### Assignment
Please return every line in the following data that includes the string "SystemClock".
[Entries shown Boundary: Start]
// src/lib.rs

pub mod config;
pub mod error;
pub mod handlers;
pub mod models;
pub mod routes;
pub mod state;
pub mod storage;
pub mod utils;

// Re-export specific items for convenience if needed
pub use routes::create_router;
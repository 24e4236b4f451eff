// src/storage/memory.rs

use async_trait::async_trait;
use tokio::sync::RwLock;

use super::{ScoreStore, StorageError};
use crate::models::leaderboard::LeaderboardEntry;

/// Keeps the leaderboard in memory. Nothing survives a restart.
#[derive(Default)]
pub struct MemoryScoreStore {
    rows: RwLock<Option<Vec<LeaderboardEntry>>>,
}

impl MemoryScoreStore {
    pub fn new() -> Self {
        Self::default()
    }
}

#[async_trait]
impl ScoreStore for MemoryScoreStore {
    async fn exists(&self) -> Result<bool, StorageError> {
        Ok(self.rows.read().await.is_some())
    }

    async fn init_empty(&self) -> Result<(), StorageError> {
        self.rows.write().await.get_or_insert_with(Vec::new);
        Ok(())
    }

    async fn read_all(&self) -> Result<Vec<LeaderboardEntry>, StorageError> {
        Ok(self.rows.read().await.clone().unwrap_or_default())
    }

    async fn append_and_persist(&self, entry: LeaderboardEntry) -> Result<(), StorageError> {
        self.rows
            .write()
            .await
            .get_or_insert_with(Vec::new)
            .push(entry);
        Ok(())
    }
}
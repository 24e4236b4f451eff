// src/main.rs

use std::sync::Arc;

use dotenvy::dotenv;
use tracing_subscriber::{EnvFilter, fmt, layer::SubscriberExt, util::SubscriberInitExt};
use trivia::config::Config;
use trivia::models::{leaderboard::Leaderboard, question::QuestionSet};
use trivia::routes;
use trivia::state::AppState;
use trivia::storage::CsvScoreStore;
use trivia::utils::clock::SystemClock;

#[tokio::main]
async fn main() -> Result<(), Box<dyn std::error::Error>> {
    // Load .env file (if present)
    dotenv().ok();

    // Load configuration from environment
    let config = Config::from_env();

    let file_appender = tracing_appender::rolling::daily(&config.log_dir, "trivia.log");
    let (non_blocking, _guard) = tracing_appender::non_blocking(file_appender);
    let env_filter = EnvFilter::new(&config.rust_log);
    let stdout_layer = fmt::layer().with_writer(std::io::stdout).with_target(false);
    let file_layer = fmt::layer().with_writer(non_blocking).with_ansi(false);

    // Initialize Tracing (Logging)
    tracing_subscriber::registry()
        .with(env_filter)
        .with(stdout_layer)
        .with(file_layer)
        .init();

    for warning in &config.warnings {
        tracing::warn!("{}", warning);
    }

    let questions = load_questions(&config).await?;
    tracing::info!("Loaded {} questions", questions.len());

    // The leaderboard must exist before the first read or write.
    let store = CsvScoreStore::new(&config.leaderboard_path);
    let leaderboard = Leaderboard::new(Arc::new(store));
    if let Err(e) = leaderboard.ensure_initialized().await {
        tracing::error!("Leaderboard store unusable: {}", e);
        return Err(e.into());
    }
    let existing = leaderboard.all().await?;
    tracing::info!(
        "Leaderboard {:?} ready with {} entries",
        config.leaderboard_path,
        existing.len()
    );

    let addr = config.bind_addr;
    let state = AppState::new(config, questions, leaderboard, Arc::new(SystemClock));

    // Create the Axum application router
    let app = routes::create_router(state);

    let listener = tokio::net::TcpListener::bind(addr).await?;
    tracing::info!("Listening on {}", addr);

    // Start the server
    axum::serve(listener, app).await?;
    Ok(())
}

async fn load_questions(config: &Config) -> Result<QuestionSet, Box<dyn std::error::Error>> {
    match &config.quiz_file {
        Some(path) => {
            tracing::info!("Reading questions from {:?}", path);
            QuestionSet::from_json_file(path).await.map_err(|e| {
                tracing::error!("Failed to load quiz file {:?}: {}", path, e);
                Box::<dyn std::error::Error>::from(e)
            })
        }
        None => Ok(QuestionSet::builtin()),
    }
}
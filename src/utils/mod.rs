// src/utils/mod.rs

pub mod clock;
[Entries shown Boundary: End]
### Reply
use trivia::utils::clock::SystemClock;
    let state = AppState::new(config, questions, leaderboard, Arc::new(SystemClock));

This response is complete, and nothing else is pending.